Behind sun glasses she covers bruises - her violent boyfriend has
beaten her. Even though these are three distinguishable characters,
they also represent different options of a human life. They drink
wine and spend some time with laughter together. When Subadhra
finally leaves , there is an echo left on the two unmarried woman who
will question each others place in this world. A human life in a film
by Aparna Sen is often composed of different options by different
characters. It is a bit like with “the beings of time” in Marcel
Proust´s On the Search for the Lost Time. Life appears here
as a sum of an endless chain of decisions.
How explicit Aparna Sen
uses the designed apartment as a cinematic space is evident in many
aspects. This space changes often between the emphasis of the
illusion of spatial depth and the reminder of the flatness of the
film image.

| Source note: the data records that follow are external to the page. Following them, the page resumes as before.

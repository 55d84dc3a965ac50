//! Health check endpoint

use std::sync::Arc;

use axum::{extract::State, http::StatusCode, response::IntoResponse, routing::get, Json, Router};
use serde::{Deserialize, Serialize};

/// Health check response
#[derive(Debug, Serialize, Deserialize)]
pub struct HealthResponse {
    /// Service status
    pub status: String,

    /// Service name
    pub service: String,

    /// Crate version
    pub version: String,

    /// Names of the registered resources
    pub resources: Vec<String>,
}

#[derive(Debug)]
struct HealthState {
    service: String,
    resources: Vec<String>,
}

/// Liveness check
///
/// Always returns 200 OK while the process is serving.
async fn health(State(state): State<Arc<HealthState>>) -> impl IntoResponse {
    let response = HealthResponse {
        status: "healthy".to_string(),
        service: state.service.clone(),
        version: env!("CARGO_PKG_VERSION").to_string(),
        resources: state.resources.clone(),
    };

    (StatusCode::OK, Json(response))
}

/// Router serving `GET /health`
pub fn health_router(service: impl Into<String>, resources: Vec<String>) -> Router {
    let state = Arc::new(HealthState {
        service: service.into(),
        resources,
    });

    Router::new().route("/health", get(health)).with_state(state)
}

#[cfg(test)]
mod tests {
    use super::*;
    use axum::{body::Body, http::Request};
    use tower::ServiceExt;

    #[tokio::test]
    async fn test_health_lists_resources() {
        let router = health_router("foo-api", vec!["foo".to_string()]);
        let response = router
            .oneshot(Request::builder().uri("/health").body(Body::empty()).unwrap())
            .await
            .unwrap();
        assert_eq!(response.status(), StatusCode::OK);

        let bytes = axum::body::to_bytes(response.into_body(), usize::MAX)
            .await
            .unwrap();
        let health: HealthResponse = serde_json::from_slice(&bytes).unwrap();
        assert_eq!(health.status, "healthy");
        assert_eq!(health.service, "foo-api");
        assert_eq!(health.version, env!("CARGO_PKG_VERSION"));
        assert_eq!(health.resources, vec!["foo"]);
    }
}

When the three woman are sitting on the couch, the space
is contracted. In another shot the space is extended in three
dimensions. Aparna Sen´s playfulness with revealing these limits and
options of cinema is one example for her formal richness.
In the first shot of the
film the space of this apartment seems clearly represented. It looks
easy to find one´s orientation. But after a few cuts and different
shots, we are nearly confused. There are doors which remain closed to
us and from different perspectives this apartment looks much more
complex than the opening shot suggests. How we define our orientation
in this piece of cinema, how Aruna and Dolan define and redefine
their place in the world is revealed in pure cinematic esthetics.
Only a few other
characters have short appearances, a friend Mira who has chosen a
female identity after a gender reassignment is only visible during a
skype-conversation and during a mysterious phone call. A drunken man
in front of their house and finally the former lover (Kalyan Ray) of
Aruna is visible in the only flashback in this film. There is a
strange contrast to the real time image of this skype conversation
and this engrossed image of a memory.
Sonata offers as
well one of the most sophisticated sound tracks in Aparna Sen´s
work. The interweaving of every day sounds in the apartment and the
street noise from the street separate and connect at the same time
the apartment with the world. The music score by Neel Dutt is another
aspect of this playfulness which reminds me in Ozu´s last films. We
remember when Aruna listens to Beethoven´s Moonlight Sonata. If I am
not mistaken it is after this moment when Dutt´s music begins. First
paraphrasing, later adapting certain moods in this film like for
example a frolic dance by Shabana Azmi. But sometimes the music
appears suspended in air between authorial music and a strange
mysterious melancholy which is hard to describe but which will be
confirmed at the tragic and disturbing end of the film. In contrast
to the characters, Dutt´s music seems to move independently from the
laws of time and space.
After all what I hear,
read and see, the conditions for cinema in India different from the
commercial Bollywood industry is not very convenient at all. That
applies for the the contemporary masters of this country as much like
for new talents, not to mention India´s disastrous handling of its
own film heritage. This is one reason more to consider each new film
by Aparna Sen as a precious gift to cinema.